Cruze hung up the phone when he returned a call last week to the Review-Journal and was asked about his colonel rank and military career. Later, he was unavailable at his Flamingo Road office, where he works as a registered nurse.

Clements deferred to the FBI in Las Vegas to comment.

On Friday, an FBI spokesman, Special Agent Todd Palmer, said he couldn't comment on the investigation into Cruze but said, "Any case we investigate is going to be turned over to the U.S. attorney to see if it has merit and rises to the level of federal prosecution."

A U.S. attorney spokeswoman in Las Vegas, Natalie Collins, said Cruze had not been charged, and she would not deny or confirm that he is under investigation.
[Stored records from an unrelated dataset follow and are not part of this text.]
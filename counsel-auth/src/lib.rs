// Types persisted to disk
pub mod common;

mod client;
mod error;

pub use client::{AuthManager, Credentials, Settings, TokenStore};
pub use common::StoredToken;
pub use error::AuthError;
Such crimes, referred to as "stolen valor," are a violation of the federal law that makes it illegal for people to wear any U.S. military rank, award or decorations that they did not earn. The most serious violation, displaying the Medal of Honor, carries a fine of $100,000 and up to a year in jail, said Tom Cottone, an FBI special agent in New Jersey who has made stolen valor arrests.

The Cruze case "is a clear- cut violation," said Cottone, who had consulted Anton about the case.

Cruze raised the suspicions of former Army Rangers who were attending an annual conference in late June 2004 at the Riviera. He was photographed wearing a dress-blue uniform bearing a colonel insignia and numerous ribbons and medals on his jacket. When Cruze was asked about his military career, Anton said, his comments didn't fit with events, locations and dates of military operations.

In May, Cruze spoke to fifth-graders gathered for a career day event at Eisenberg Elementary School, where he wore a green Class A Army uniform and a display of ribbons, said a source with knowledge of Cruze's appearance but who spoke on the condition of anonymity.

The POW Network, a tax-exempt nonprofit education organization in Skidmore, Mo., helped the former Rangers.

A resume posted by Cruze with a nursing organization says he served in Vietnam from June 1969 to September 1970 as a combat medic and earned the Distinguished Service Cross, Silver Star, Bronze Star, Purple Heart, Cross of Galantry, Soldiers Medal and Army Distinguished Service Medal.

But records obtained by the POW Network under the Freedom of Information Act from the National Personnel Records Center in St. Louis show that Cruze never fought in combat and received no awards or decorations.

Instead, he is listed as an Army reservist from July 21, 1988, to Jan. 3, 1994, who served on inactive status as a clinical nurse for a hospital unit in Phoenix.

Cruze's resume states that he holds bachelor's and master's nursing degrees from Arizona State University and UCLA, respectively, but according to the Nevada State Board of Nursing, his active nursing license is based on a degree from Grand Canyon University in Phoenix.

A Web site that Cruze posts for his fly-fishing guide service describes him as "a retired USA Colonel," and he is listed on a 2003 Community Bank account statement as "Col. Jacob R. Cruze."

POW Network researcher Mary Schantag said the U.S. attorney's office has routinely declined to levy charges in stolen valor cases because they have low priority compared with cases involving terrorism, stolen identities and domestic violence.

"This stuff is just so, so wrong," she said. To the real war heroes, "it's a tragedy."

"These guys have earned their medals, spilled their blood to protect our freedoms, and these phonies have stolen the integrity, the honor, the respect that they have earned," she said.

"But they're not stealing the nightmares, and they're not stealing the pain. They go through life unscathed."